Series: Annex #1
Publication date: October 16th 2012
by Disney Hyperion
Elysia is created in a laboratory, born as a sixteen-year-old girl, an empty vessel with no life experience to draw from. She is a Beta, an experimental model of a teenage clone. She was replicated from another teenage girl, who had to die in order for Elysia to exist.
Elysia’s purpose is to serve the inhabitants of Demesne, an island paradise for the wealthiest people on earth. Everything about Demesne is bioengineered for perfection. Even the air induces a strange, euphoric high, which only the island’s workers–soulless clones like Elysia–are immune to.
At first, Elysia’s life is idyllic and pampered. But she soon sees that Demesne’s human residents, who should want for nothing, yearn. But for what, exactly? She also comes to realize that beneath the island’s flawless exterior, there is an under-current of discontent among Demesne’s worker clones. She knows she is soulless and cannot feel and should not care–so why are overpowering sensations cloud-ing Elysia’s mind?

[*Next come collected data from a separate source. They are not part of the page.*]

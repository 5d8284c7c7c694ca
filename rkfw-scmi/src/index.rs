//! Speculation-safe indexing
//!
//! Indices taken from agent messages are clamped with a data-dependent mask
//! and a speculation barrier before they can reach a table lookup, so a
//! mispredicted bounds check cannot load out of bounds.

use rkfw_mmio::speculation_barrier;

/// Clamp `value` against `bound`.
///
/// Returns `Some(value)` only when `value < bound`. The returned index is
/// masked to zero on the out-of-range path even under speculation.
#[inline]
pub fn bounded(value: u32, bound: usize) -> Option<usize> {
    let index = value as usize;
    let in_range = index < bound;
    // All ones when in range, zero otherwise
    let mask = (in_range as usize).wrapping_neg();
    let clamped = index & mask;
    speculation_barrier();
    in_range.then_some(clamped)
}

/// A domain identifier checked against the domain count of one agent.
///
/// Only [`DomainIndex::new`] creates one, so holding a `DomainIndex` means
/// the clamp has run.
#[derive(Clone, Copy, Debug, PartialEq, Eq)]
pub struct DomainIndex(usize);

impl DomainIndex {
    pub fn new(raw: u32, count: usize) -> Option<Self> {
        bounded(raw, count).map(Self)
    }

    #[inline]
    pub const fn get(self) -> usize {
        self.0
    }

    /// Wire representation
    #[inline]
    pub const fn id(self) -> u32 {
        self.0 as u32
    }
}
//! MMIO Abstraction Layer for Rockchip Firmware Drivers
//!
//! This crate provides the register-access building blocks shared by the
//! SPI, PMIC and console drivers.
//!
//! # Modules
//!
//! - [`region`]: Offset-based volatile access to a mapped register block, and
//!   the [`RegisterIo`] seam drivers are generic over
//! - [`barrier`]: Memory and speculation barriers for device memory ordering
//!
//! # Example
//!
//! ```ignore
//! use rkfw_mmio::{MmioRegion, RegisterIo};
//!
//! // SPI2 controller on RK3588
//! let spi = unsafe { MmioRegion::new(0xFEB2_0000, 0x1000) };
//!
//! let status = spi.read32(0x24);
//! spi.write32(0x08, 1);
//! ```

#![no_std]
#![deny(unsafe_op_in_unsafe_fn)]

pub mod barrier;
pub mod region;

pub use barrier::{dsb, speculation_barrier, write_barrier};
pub use region::{MmioRegion, RegisterIo};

If anyone discovers that Elysia isn’t the unfeeling clone she must pretend to be, she will suffer a fate too terrible to imagine. When her one chance at happi-ness is ripped away with breathtaking cruelty, emotions she’s always had but never understood are unleashed. As rage, terror, and desire threaten to overwhelm her, Elysia must find the will to survive.
Beta’s world building is depicted very slow and elaborately, filled with long descriptions of the pretty, perfect island they’re residing on. I enjoyed this at first as it creates a wonderful, scenic portrayal of Demesne, though after a while I found myself skipping these winded paragraphs as they began to simply bog down the plot. It was not long before I was yearning for more technical world building with all this imagery. Cloning being a very fascinating matter, we’re not told nearly enough to convince me of its logic in this case; why a deceased body is needed in the first place. Then comes the addition of souls into the matter which only amounted to making me uncomfortable as I’m not sure where I stand on this way of thinking. This is the downside of adding a spiritual angle as a means of explanation–not everyone will share the beliefs, or be open to it. If one lives and breathes, how can they not have souls? Or if, like me, you take a more scientific approach, it all comes to matter and energy, therefore, if a body has a source of energy–aka life–you’d have to mess with brain function to make someone have no desire or taste. It all comes down to realism, and how much you need to suspend disbelief. Maybe my head’s too thick, or maybe–and this is the story I’m going with–I’m simply too smart for this book! Ha!
All of this is not helped with the very slow pace of the book where more often than not, I was going over the logic of the story, scrutinizing it. In addition, as it takes a long while for the plot to make its appearance, we’re left in the midst of winded historical happenings and flat character dynamics. Elysia’s character–the Beta–starts off likeable with a fun narration since she doesn’t know a lot about society. This all goes downhill after she meets Tahir, the love interest. What follows is a dispassionate romance and bizarre unraveling events that leave our protagonist erratic and rash. One could argue that her behavior is purposefully written as such for she is a dysfunctional clone, yet, her awareness and thought process is inconsistent with this theory. In the end, she simply failed to charm me. So did any and all of the supporting roles. There was a lack of heart in each of the characters, because of which they fell flat.
Having a lot of controversial subjects could make this a very hit or miss novel. The plot basically consists of buying clones for slavery. Even though these are supposedly unfeeling, no souls clones, their treatments as objects–accessories to flaunt and play with that includes sexual activity (or assault depending how you look at it)–did not sit well with me. If a clone is found to have human traits such as taste, emotion, or otherwise, they are tortured and killed. Why? For research of course… Furthermore, throughout the novel there is constant talk of “raxia”, the apparent drug of choice for almost all residents of this perfect utopia. This drug–which is never particularly described–is used recreationally, regularly, and mentioned constantly. I still don’t understand the need for this to have been included in the book at all. It adds nothing, neither entertainment nor substance, to the story.
As a shell, this book has great potential with its unique, exciting premise. Inside this shell, however, is whole slew of problems that go from mild to simply asking for trouble. I’m not sure who I would recommend this book to, but it would definitely need to be someone with an open mind. It does have a flair of eccentricity and exciting dramatics that I could see readers enjoy, so I will leave this up to you.